Wow, that's a big gecko!  I'd ask if you could do a comparison pic with your new diplodactylus next to him, but I think Spud would make a snack of him.   :Razz:

----------


## mlededee

um, yeah, i have a feeling the diplo might not appreciate that! maybe a comparison next to something a little less likely to be dinner...my cat?  :Very Happy:

----------


## xdeus

> um, yeah, i have a feeling the diplo might not appreciate that! maybe a comparison next to something a little less likely to be dinner...my cat?
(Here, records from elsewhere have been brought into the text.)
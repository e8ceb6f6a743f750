use thiserror::Error;

/// Failure taxonomy for one conversion invocation.
///
/// Loader failures are fatal for the request; `InvalidSettings` rejects
/// unusable parameters before any audio work starts; `NoPitchedContent` is
/// a user-visible condition rather than a bug; `DetectionTimeout` and
/// `Cancelled` are recoverable by the caller (retry with coarser settings,
/// or simply abandoned).
#[derive(Debug, Error)]
pub enum PipelineError {
    #[error("could not read input: {0}")]
    Io(#[from] std::io::Error),

    #[error("invalid settings: {0}")]
    InvalidSettings(String),

    #[error("unsupported audio format: {0}")]
    UnsupportedFormat(String),

    #[error("decoded audio is empty")]
    EmptyAudio,

    #[error("no pitched musical content detected")]
    NoPitchedContent,

    #[error("pitch detection exceeded the {budget_secs:.1}s budget")]
    DetectionTimeout { budget_secs: f32 },

    #[error("conversion cancelled")]
    Cancelled,

    #[error("resampling failed: {0}")]
    Resample(String),
}

impl From<symphonia::core::errors::Error> for PipelineError {
    fn from(err: symphonia::core::errors::Error) -> Self {
        PipelineError::UnsupportedFormat(err.to_string())
    }
}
I don't know, I think I'd still be a little worried... for your cat!   :Wink:   Spud does look pretty cool, though.  Is he as mellow as he appears?

----------


## Sausage

Aww I love Mr. Spud!  :Love:  What a handsome boy!

----------


## N4S

Are these guys well behaved? Species I mean.

And how much are they usually priced.

----------


## mlededee

> I don't know, I think I'd still be a little worried... for your cat!    Spud does look pretty cool, though.  Is he as mellow as he appears?


yeah actually he really doesn't like one of my cats in particular because nigel (the cat) likes to lay in front of his cage and stare at him--spud makes this clicking and growling sound until i make nigel go away!

he can be mellow but he's not always. if you catch him in the right mood he'll chill with you for hours (like in those pics), if not he'll get wound up and try to jump and run all over. this is why when i first take him out i use and old t-shirt to hold him--in case he's not feeling calm and snuggly the shirt keeps him from tearing up my hands and helps me keep a better hold on him until he can be put back in his cage.  :Smile:

----------


## mlededee

> Are these guys well behaved? Species I mean.
> 
> And how much are they usually priced.


it totally depends on the individual gecko. some are calm and sweet as can be, others are mean and territorial. so far i've been lucky and my two have good personalities, but females are often territorial over their eggs and will growl, lunge and sometimes bite when you try to remove them (can't really blame them there though). i have also heard of well mannered males becoming protective and territorial towards people after a female is placed in with them.

hatchlings start around $300-350 and go up depending on locale, gender and age.

----------


## N4S

Yeah these guys seem really cool. 

Your's look good too. 

There is another thread in this section "Iceman". I thought he was one of these cause it looks so big. 

Think its a Tokay though.

----------


## mlededee

yep, iceman is a tokay.  :Smile:

----------


## N4S

That's nuts. 

Friggin huge. Coloring doesnt look like a tokay either.

----------